Source data
☆ ☆ ☆ ☆ ☆
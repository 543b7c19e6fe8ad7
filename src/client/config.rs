//! Client configuration.

use std::fmt;

/// Configuration for a [`TagSenseClient`](crate::TagSenseClient).
///
/// All fields are public so configurations can be built with struct-update
/// syntax:
///
/// ```
/// use tagsense::ClientConfig;
///
/// let config = ClientConfig {
///     host: "api.staging.tagsense.io".to_string(),
///     verbose: true,
///     ..Default::default()
/// };
/// assert_eq!(config.port, 443);
/// ```
#[derive(Debug, Clone)]
pub struct ClientConfig {
    /// API host name.
    pub host: String,

    /// API port.
    pub port: u16,

    /// URL scheme, `https` in production. Overridable so tests can point
    /// the client at a plain-HTTP mock server.
    pub scheme: String,

    /// Optional model name appended to tag and feedback requests.
    pub model: Option<String>,

    /// Log raw request and response bodies at debug level.
    pub log_http: bool,

    /// Log token and throttle lifecycle events at info level.
    pub verbose: bool,

    /// Per-request timeout in milliseconds.
    pub request_timeout_ms: u64,

    /// Connection pool size for the built-in HTTP transport.
    pub max_total_connections: u32,

    /// Proxy URL for the built-in HTTP transport; empty disables proxying.
    pub proxy_url: String,
}

impl Default for ClientConfig {
    fn default() -> Self {
        ClientConfig {
            host: "api.tagsense.io".to_string(),
            port: 443,
            scheme: "https".to_string(),
            model: None,
            log_http: false,
            verbose: false,
            request_timeout_ms: 30_000,
            max_total_connections: 16,
            proxy_url: String::new(),
        }
    }
}

/// Client-credentials identity used to obtain access tokens.
///
/// The secret is redacted from debug output.
#[derive(Clone)]
pub struct Credentials {
    /// OAuth-style client id.
    pub client_id: String,

    /// OAuth-style client secret.
    pub client_secret: String,
}

impl fmt::Debug for Credentials {
    fn fmt(&self, f: &mut fmt::Formatter<'_>) -> fmt::Result {
        f.debug_struct("Credentials")
            .field("client_id", &self.client_id)
            .field("client_secret", &"<redacted>")
            .finish()
    }
}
☆ ☆ ☆ ☆ ☆
▶ **WHAT THE EXERCISE ASKS**
Filter the lines above, keeping each one that contains the string "https".

▶ **OUTPUT FOR THIS EXERCISE**
    /// URL scheme, `https` in production. Overridable so tests can point
            scheme: "https".to_string(),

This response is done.